Periodic discharges were initially described by Cobb and Hill in patients with subacute progressive encephalitis in 1950 [1]. Chatrian and colleagues later described periodic lateralized epileptiform discharges (PLEDs) in patients with acute focal brain lesions in 1964 [2]. In the light of widespread use of continuous EEG monitoring for critically ill patients in the last several decades, a spectrum of rhythmic and periodic patterns have been described.
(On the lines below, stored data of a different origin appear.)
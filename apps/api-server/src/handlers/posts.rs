//! Post handlers - decode, validate, delegate to the repository, encode.

use actix_web::{HttpResponse, web};
use futures::StreamExt;

use blog_core::domain::{Post, PostEdit, PostFilter};
use blog_core::error::DomainError;
use blog_shared::dto::DatePath;

use crate::middleware::error::{AppError, AppResult};
use crate::observability::RequestId;
use crate::state::AppState;

/// Largest `GET /posts` body that is read for a filter.
pub const FILTER_BODY_LIMIT: usize = 256 * 1024;

/// GET /posts
///
/// The optional body narrows results by `year`, `month` and `day`. Anything
/// unreadable in it is ignored, as is a body over `FILTER_BODY_LIMIT` or one
/// that ends early.
pub async fn list_posts(
    state: web::Data<AppState>,
    payload: web::Payload,
) -> AppResult<HttpResponse> {
    let filter = read_filter(payload).await;
    let posts = state.posts.find(&filter).await?;

    Ok(HttpResponse::Ok().json(posts))
}

async fn read_filter(mut payload: web::Payload) -> PostFilter {
    let mut body = web::BytesMut::new();

    while let Some(chunk) = payload.next().await {
        match chunk {
            Ok(chunk) if body.len() + chunk.len() <= FILTER_BODY_LIMIT => {
                body.extend_from_slice(&chunk)
            }
            Ok(_) => {
                tracing::debug!(limit = FILTER_BODY_LIMIT, "Filter body too large, ignoring");
                return PostFilter::default();
            }
            Err(e) => {
                tracing::debug!(error = %e, "Filter body unreadable, ignoring");
                return PostFilter::default();
            }
        }
    }

    PostFilter::from_json_lenient(&body)
}

/// GET /posts/{year}/{month}/{day}
///
/// `0` in any segment matches every value. Results are in date order.
pub async fn posts_by_date(
    state: web::Data<AppState>,
    path: web::Path<DatePath>,
) -> AppResult<HttpResponse> {
    let DatePath { year, month, day } = path.into_inner();
    let mut posts = state
        .posts
        .find(&PostFilter::from_parts(year, month, day))
        .await?;

    if posts.is_empty() {
        return Err(AppError::NotFound(format!(
            "post with date {year}-{month}-{day} not found"
        )));
    }

    posts.sort_by_key(|p| (p.year, p.month, p.day));
    Ok(HttpResponse::Ok().json(posts))
}

/// POST /new
pub async fn create_post(
    state: web::Data<AppState>,
    request_id: RequestId,
    body: web::Json<Post>,
) -> AppResult<HttpResponse> {
    let mut post = body.into_inner();
    post.stamp(state.clock.now())?;

    let date = format!("{}-{}-{}", post.year, post.month, post.day);
    state.posts.insert(post).await?;

    tracing::info!(request_id = %request_id.as_str(), %date, "Post created");
    Ok(HttpResponse::Ok().finish())
}

/// POST /edit
pub async fn edit_post(
    state: web::Data<AppState>,
    request_id: RequestId,
    body: web::Json<Post>,
) -> AppResult<HttpResponse> {
    let post = body.into_inner();
    let key = post.date_key().ok_or(DomainError::MissingDateKey)?;

    state
        .posts
        .update(&key, PostEdit::from_post(post, state.clock.now()))
        .await?;

    tracing::info!(request_id = %request_id.as_str(), date = %key, "Post edited");
    Ok(HttpResponse::Ok().finish())
}

/// DELETE /delete
pub async fn delete_post(
    state: web::Data<AppState>,
    request_id: RequestId,
    body: web::Json<Post>,
) -> AppResult<HttpResponse> {
    let key = body.date_key().ok_or(DomainError::MissingDateKey)?;

    state.posts.delete(&key).await?;

    tracing::info!(request_id = %request_id.as_str(), date = %key, "Post deleted");
    Ok(HttpResponse::Ok().finish())
}
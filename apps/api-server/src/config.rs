//! Application configuration loaded from environment variables.

use std::env;
use std::time::Duration;

use blog_infra::database::DatabaseConfig;
use thiserror::Error;

/// Configuration errors - fatal at startup.
#[derive(Debug, Error)]
pub enum ConfigError {
    #[error("{0} env variable missing")]
    MissingVar(&'static str),
}

/// Application configuration.
#[derive(Debug, Clone)]
pub struct AppConfig {
    pub host: String,
    pub port: u16,
    /// Deadline for handling a single request.
    pub request_timeout: Duration,
    pub database: Option<DatabaseConfig>,
}

impl AppConfig {
    /// Load configuration from environment variables.
    pub fn from_env() -> Result<Self, ConfigError> {
        Self::from_lookup(|name| env::var(name).ok())
    }

    fn from_lookup(lookup: impl Fn(&str) -> Option<String>) -> Result<Self, ConfigError> {
        #[cfg(feature = "mongodb")]
        let database = Some(Self::database_config(&lookup)?);

        #[cfg(not(feature = "mongodb"))]
        let database = None;

        Ok(Self {
            host: lookup("HOST").unwrap_or_else(|| "0.0.0.0".to_string()),
            port: lookup("PORT")
                .and_then(|p| p.parse().ok())
                .unwrap_or(8080),
            request_timeout: Duration::from_secs(
                lookup("REQUEST_TIMEOUT_SECS")
                    .and_then(|s| s.parse().ok())
                    .unwrap_or(600),
            ),
            database,
        })
    }

    /// Store settings. Credentials are required; everything else has a default.
    #[cfg_attr(not(feature = "mongodb"), allow(dead_code))]
    fn database_config(
        lookup: &impl Fn(&str) -> Option<String>,
    ) -> Result<DatabaseConfig, ConfigError> {
        let username = lookup("DB_USERNAME").ok_or(ConfigError::MissingVar("DB_USERNAME"))?;
        let password = lookup("DB_PASSWORD").ok_or(ConfigError::MissingVar("DB_PASSWORD"))?;

        Ok(DatabaseConfig {
            host: lookup("DB_HOST").unwrap_or_else(|| "host.docker.internal".to_string()),
            port: lookup("DB_PORT")
                .and_then(|p| p.parse().ok())
                .unwrap_or(27017),
            username,
            password,
            database: lookup("DB_NAME").unwrap_or_else(|| "blog".to_string()),
            collection: lookup("DB_COLLECTION").unwrap_or_else(|| "posts".to_string()),
            connect_timeout: Duration::from_secs(
                lookup("DB_CONNECT_TIMEOUT_SECS")
                    .and_then(|s| s.parse().ok())
                    .unwrap_or(10),
            ),
        })
    }
}
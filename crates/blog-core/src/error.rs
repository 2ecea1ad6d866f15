//! Domain-level error types.

use thiserror::Error;

/// Domain errors - business rule failures on a single request.
#[derive(Debug, Error)]
pub enum DomainError {
    #[error("Request body must contain valid year, month, and day")]
    MissingDateKey,

    #[error("{0}")]
    InvalidDate(String),

    #[error("A blog post with this date already exists!")]
    Duplicate,
}

/// Repository-level errors.
#[derive(Debug, Error)]
pub enum RepoError {
    #[error("Database connection failed: {0}")]
    Connection(String),

    #[error("Query execution failed: {0}")]
    Query(String),

    #[error("Duplicate key: {0}")]
    Duplicate(String),
}

impl RepoError {
    /// Classify a raw store error message.
    ///
    /// Unique-index violations are only distinguishable by their message.
    pub fn from_store_message(message: impl Into<String>) -> Self {
        let message = message.into();
        if message.contains("E11000") || message.contains("duplicate key") {
            RepoError::Duplicate(message)
        } else {
            RepoError::Query(message)
        }
    }
}

#[cfg(test)]
mod tests {
    use super::*;

    #[test]
    fn test_classifies_duplicate_key_messages() {
        let err = RepoError::from_store_message(
            "E11000 duplicate key error collection: blog.posts index: date_key_unique",
        );
        assert!(matches!(err, RepoError::Duplicate(_)));

        let err = RepoError::from_store_message("connection reset");
        assert!(matches!(err, RepoError::Query(_)));
    }
}
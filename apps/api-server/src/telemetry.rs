//! Telemetry initialization - tracing subscriber setup.

use tracing_subscriber::{EnvFilter, layer::SubscriberExt, util::SubscriberInitExt};

/// Telemetry configuration.
#[derive(Debug, Clone)]
pub struct TelemetryConfig {
    /// Enable JSON logging (for production).
    pub json_logs: bool,
    /// Service name recorded on startup.
    pub service_name: String,
}

impl Default for TelemetryConfig {
    fn default() -> Self {
        Self {
            json_logs: false,
            service_name: "blog-api".to_string(),
        }
    }
}

impl TelemetryConfig {
    /// Load configuration from environment variables.
    pub fn from_env() -> Self {
        Self {
            json_logs: std::env::var("LOG_FORMAT")
                .map(|v| v.to_lowercase() == "json")
                .unwrap_or(false),
            service_name: std::env::var("SERVICE_NAME")
                .unwrap_or_else(|_| "blog-api".to_string()),
        }
    }
}

/// Initialize the global tracing subscriber.
pub fn init_telemetry(config: &TelemetryConfig) {
    let env_filter = EnvFilter::try_from_default_env()
        .unwrap_or_else(|_| EnvFilter::new("info,api_server=debug,blog_infra=debug"));

    if config.json_logs {
        tracing_subscriber::registry()
            .with(env_filter)
            .with(tracing_subscriber::fmt::layer().json())
            .init();
    } else {
        tracing_subscriber::registry()
            .with(env_filter)
            .with(tracing_subscriber::fmt::layer().pretty())
            .init();
    }

    tracing::info!(
        service = %config.service_name,
        json_logs = config.json_logs,
        "Telemetry initialized"
    );
}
The American Clinical Neurophysiology Society (ACNS) has created a uniform EEG terminology for describing these EEG patterns in critically ill patients, aiming to classify these patterns with a universal nomenclature, improve interrater reliability and facilitate research [3, 4]. Under the ACNS standardized critical care EEG terminology, rhythmic and periodic patterns are classified into three different subcategories: 1) periodic discharges (PDs), 2) rhythmic delta activity (RDA), and 3) spike or sharp wave discharges (SW). These patterns can be further classified as generalized, lateralized, bilateral independent and multifocal, such as generalized periodic discharges (GPDs), generalized rhythmic delta activity (GRDA), lateralized periodic discharges (LPDs), lateralized rhythmic delta activity (LRDA), and bilateral independent periodic discharges (BIPDs) [5].
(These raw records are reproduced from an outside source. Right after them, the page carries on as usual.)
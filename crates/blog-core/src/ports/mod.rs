//! Ports - trait definitions for external dependencies.
//! These are the "interfaces" that infrastructure must implement.

mod clock;
mod repository;

pub use clock::{Clock, FixedClock, SystemClock};
pub use repository::PostRepository;
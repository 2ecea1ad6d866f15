//! # Blog Core
//!
//! The domain layer of the blog backend.
//! This crate contains the post entity, its date key, and the ports the
//! storage layer implements. It has zero infrastructure dependencies.

pub mod domain;
pub mod error;
pub mod ports;

pub use error::{DomainError, RepoError};
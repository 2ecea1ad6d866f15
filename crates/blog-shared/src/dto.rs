//! Data Transfer Objects - request types for the API.

use serde::{Deserialize, Serialize};

/// Path segments of `GET /posts/{year}/{month}/{day}`. A `0` segment matches any value.
#[derive(Debug, Clone, Copy, PartialEq, Eq, Serialize, Deserialize)]
pub struct DatePath {
    pub year: u32,
    pub month: u32,
    pub day: u32,
}
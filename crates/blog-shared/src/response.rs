//! Error bodies returned as JSON.

use serde::{Deserialize, Serialize};

/// JSON error body: `{"error": "..."}`.
#[derive(Debug, Clone, PartialEq, Eq, Serialize, Deserialize)]
pub struct ErrorBody {
    pub error: String,
}

impl ErrorBody {
    pub fn new(error: impl Into<String>) -> Self {
        Self {
            error: error.into(),
        }
    }
}

#[cfg(test)]
mod tests {
    use super::*;

    #[test]
    fn test_serializes_single_error_field() {
        let body = serde_json::to_string(&ErrorBody::new("A blog post with this date already exists!")).unwrap();
        assert_eq!(body, r#"{"error":"A blog post with this date already exists!"}"#);
    }
}
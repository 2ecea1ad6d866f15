use serde_json::Value;

use super::Post;

/// Partial match over the date-key fields. `None` matches anything.
#[derive(Debug, Clone, Copy, Default, PartialEq, Eq)]
pub struct PostFilter {
    pub year: Option<u32>,
    pub month: Option<u32>,
    pub day: Option<u32>,
}

impl PostFilter {
    /// Build a filter from raw parts where `0` means "any".
    pub fn from_parts(year: u32, month: u32, day: u32) -> Self {
        let part = |v: u32| (v != 0).then_some(v);
        Self {
            year: part(year),
            month: part(month),
            day: part(day),
        }
    }

    /// Best-effort extraction from a JSON request body.
    ///
    /// An empty or malformed body yields the empty filter. Fields that are
    /// absent, not unsigned integers, zero, or wider than `u32` are ignored.
    pub fn from_json_lenient(body: &[u8]) -> Self {
        let Ok(Value::Object(map)) = serde_json::from_slice::<Value>(body) else {
            return Self::default();
        };

        let field = |name: &str| {
            map.get(name)
                .and_then(Value::as_u64)
                .and_then(|v| u32::try_from(v).ok())
                .filter(|v| *v != 0)
        };

        Self {
            year: field("year"),
            month: field("month"),
            day: field("day"),
        }
    }

    pub fn is_empty(&self) -> bool {
        self.year.is_none() && self.month.is_none() && self.day.is_none()
    }

    pub fn matches(&self, post: &Post) -> bool {
        self.year.is_none_or(|y| y == post.year)
            && self.month.is_none_or(|m| m == post.month)
            && self.day.is_none_or(|d| d == post.day)
    }
}

#[cfg(test)]
mod tests {
    use super::*;

    #[test]
    fn test_empty_and_malformed_bodies_match_everything() {
        assert!(PostFilter::from_json_lenient(b"").is_empty());
        assert!(PostFilter::from_json_lenient(b"{\"year\":").is_empty());
        assert!(PostFilter::from_json_lenient(b"[1,2,3]").is_empty());
    }

    #[test]
    fn test_extracts_present_fields() {
        let filter = PostFilter::from_json_lenient(br#"{"year":2024,"day":15}"#);
        assert_eq!(
            filter,
            PostFilter {
                year: Some(2024),
                month: None,
                day: Some(15),
            }
        );
    }

    #[test]
    fn test_ignores_wrong_typed_fields() {
        let filter = PostFilter::from_json_lenient(br#"{"year":"2024","month":-3,"day":1.5}"#);
        assert!(filter.is_empty());
    }

    #[test]
    fn test_matches_subset() {
        let filter = PostFilter::from_parts(2024, 0, 0);
        assert!(filter.matches(&Post::new("a", "b").with_date(2024, 3, 15)));
        assert!(!filter.matches(&Post::new("a", "b").with_date(2023, 3, 15)));
    }
}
The concept of IIC was first coined by Pohlmann-Eden et al. in 1996, who described PLEDs as “an electrographic signature of a dynamic pathophysiological state in which unstable neurobiological processes create an ictal interictal continuum, with the nature of the underlying neuronal injury, the patient’s preexisting propensity to have seizures, and the coexistence of any acute metabolic derangements all contributing to whether seizures occur or not” [6]. The current use of ictal-interictal continuum has been expanded to include other rhythmic and periodic patterns (i.e. LPDs, GPDs, BIPDs, LRDA and GRDA) [7, 8]. Nevertheless, there is no consensus agreement on the definition of IIC. IIC commonly includes the rhythmic and periodic patterns occurring at a rate of 1–2.5 Hz without spatiotemporal evolution and clinical correlates [9]. Brief potentially ictal rhythmic discharges are > 4 Hz and < 10 s. They do not meet the criteria for an ictal pattern [10], and thus can be considered IIC patterns.
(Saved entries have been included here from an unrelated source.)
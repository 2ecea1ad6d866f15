use chrono::{DateTime, Datelike, SubsecRound, Utc};
use serde::{Deserialize, Deserializer, Serialize};

use super::DateKey;
use crate::error::DomainError;

fn is_zero(value: &u32) -> bool {
    *value == 0
}

/// Timestamps arrive as free-form strings; anything that is not RFC 3339 is dropped.
fn lenient_timestamp<'de, D>(deserializer: D) -> Result<Option<DateTime<Utc>>, D::Error>
where
    D: Deserializer<'de>,
{
    let raw = Option::<String>::deserialize(deserializer)?;
    Ok(raw
        .and_then(|s| DateTime::parse_from_rfc3339(&s).ok())
        .map(|ts| ts.with_timezone(&Utc)))
}

/// Post entity - a blog post keyed by its publication date.
///
/// Date parts left at `0` are treated as unset, and are omitted from JSON
/// output the same way absent timestamps are.
#[derive(Debug, Clone, Default, PartialEq, Eq, Serialize, Deserialize)]
#[serde(rename_all = "camelCase")]
pub struct Post {
    #[serde(default)]
    pub title: String,
    #[serde(default)]
    pub content: String,
    #[serde(default, skip_serializing_if = "is_zero")]
    pub day: u32,
    #[serde(default, skip_serializing_if = "is_zero")]
    pub month: u32,
    #[serde(default, skip_serializing_if = "is_zero")]
    pub year: u32,
    #[serde(
        default,
        deserialize_with = "lenient_timestamp",
        skip_serializing_if = "Option::is_none"
    )]
    pub created_at: Option<DateTime<Utc>>,
    #[serde(
        default,
        deserialize_with = "lenient_timestamp",
        skip_serializing_if = "Option::is_none"
    )]
    pub updated_at: Option<DateTime<Utc>>,
}

impl Post {
    /// Create an undated post.
    pub fn new(title: impl Into<String>, content: impl Into<String>) -> Self {
        Self {
            title: title.into(),
            content: content.into(),
            ..Default::default()
        }
    }

    pub fn with_date(mut self, year: u32, month: u32, day: u32) -> Self {
        self.year = year;
        self.month = month;
        self.day = day;
        self
    }

    /// The post's date key, if every part is set.
    pub fn date_key(&self) -> Option<DateKey> {
        DateKey::new(self.year, self.month, self.day)
    }

    /// Whether any date part is set.
    pub fn has_date(&self) -> bool {
        self.year != 0 || self.month != 0 || self.day != 0
    }

    /// Stamp the post for creation at `now`.
    ///
    /// Both timestamps are set to `now` at second precision. An entirely
    /// unset date is taken from `now`'s calendar fields; a partially set date
    /// is kept as given.
    pub fn stamp(&mut self, now: DateTime<Utc>) -> Result<(), DomainError> {
        let now = now.trunc_subsecs(0);
        self.created_at = Some(now);
        self.updated_at = Some(now);

        if !self.has_date() {
            self.year = u32::try_from(now.year())
                .map_err(|_| DomainError::InvalidDate(format!("year {} is out of range", now.year())))?;
            self.month = now.month();
            self.day = now.day();
        }

        Ok(())
    }
}

/// The mutable part of a post - everything but its date key and creation time.
#[derive(Debug, Clone, PartialEq, Eq)]
pub struct PostEdit {
    pub title: String,
    pub content: String,
    pub updated_at: DateTime<Utc>,
}

impl PostEdit {
    /// Take the editable fields of `post`, stamped at `now`.
    pub fn from_post(post: Post, now: DateTime<Utc>) -> Self {
        Self {
            title: post.title,
            content: post.content,
            updated_at: now.trunc_subsecs(0),
        }
    }
}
EEG patterns of ictal-interictal continuum

Lateralized periodic discharges

LPDs are formerly referred to as PLEDs. They are the most commonly observed periodic pattern, seen in 4.7 to 8.6% of critically ill patients [9, 11,12,13,14]. These discharges have a sharp or spiky morphology, and are typically 100–300 μV in amplitude (Fig. 1) [4]. LPDs are commonly seen in patients with structural brain injuries, including acute stroke, traumatic brain injury, encephalitis, and tumors [11, 12, 15,16,17,18]. Acute stroke is by far the most common etiology [11, 19]. Data from rats with focal ischemia suggested that LPDs were originated specifically from the ischemic penumbra rather than the infarcted core tissue [20]. LPDs may also occur in the setting of epilepsy, systemic infection, metabolic, and toxic insults as well as in the absence of structural lesions [15]. LPDs are significantly associated with an increased risk of seizures in 40–90% of patients during cEEG monitoring [11, 13, 16, 21]. When associated with plus features, LPDs were more likely to be correlated with seizures [12, 22]. A greater risk of seizures was also associated with LPDs> 2 Hz [22]. They are also independently associated with increased rates of severe disability, vegetative state, and death, with mortality rates ranging from 25 to 41% [12, 13, 17, 19, 23, 24].

Fig. 1
figure 1

Lateralized periodic discharges (LPDs) at a frequency of approximately 1Hz in a patient with hemorrhagic stroke in the left fronto-temporal region. High pass filter 1Hz, low pass filter 50 Hz and sensitivity 10uV/mm

Generalized periodic discharges

GPDs are generalized waveforms that have relatively uniform morphology and duration with a quantifiable inter-discharge interval between consecutive waveforms at nearly regular intervals (Fig. 2) [4, 25]. Historically, GPDs were referred to as GPEDs. Triphasic waves (TW) are included in the GPDs, and often described as GPDs with triphasic morphology [4, 26]. The prevalence of GPDs varied from 0.8 to 4.5% in critically ill patients. Common etiologies include toxic–metabolic encephalopathy, anoxic brain injury, acute brain injury, infections and epilepsy [25, 27]. GPDs are often associated with seizures, particularly NCS and NCSE. In a retrospective case–control study of 200 patients, 27% of patients with GPDs had NCS, and 22% had NCSE, compared with 8% with NCS and 7% with NCSE among 200 matched controls [25]. In a more recent retrospective study of 4 772 patients undergoing cEEG monitoring, high-frequency (> 1.5 Hz) GPDs were more likely to be associated with seizures [22]. Whether GPDs predict worse clinical outcomes remains controversial. In one study, only 36% of patients with GPDs were alive at the time of discharge [28]. However, a more recent study showed that after controlling for age, etiology, and the level of consciousness, GPDs were not an independent marker for poor prognosis [25].

Fig. 2
figure 2

Generalized periodic discharges (GPDs) at a frequency of approximately 1 Hz in a patient with anoxic brain injury. High pass filter 1Hz, low pass filter 50 Hz and sensitivity 10 uV/mm

Bilateral independent periodic discharges

BIPDs are the lateralized periodic discharges that occur independently over each hemisphere [4]. BIPDs are previously known as bilateral independent periodic lateralized epileptiform discharges (BI-PLEDs). The prevalence of BIPDs is much less frequent than LPDs, approximately 0.5–1% in critically ill patients undergoing CEEG monitoring [29]. They typically occur with acute bilateral or diffuse cerebral injury such as traumatic brain injury, stroke, infections and anoxic encephalopathy [2, 12, 13, 30]. The high risk of electrographic seizures associated with BIPDs has been reported in several studies [2, 12, 13, 29, 31].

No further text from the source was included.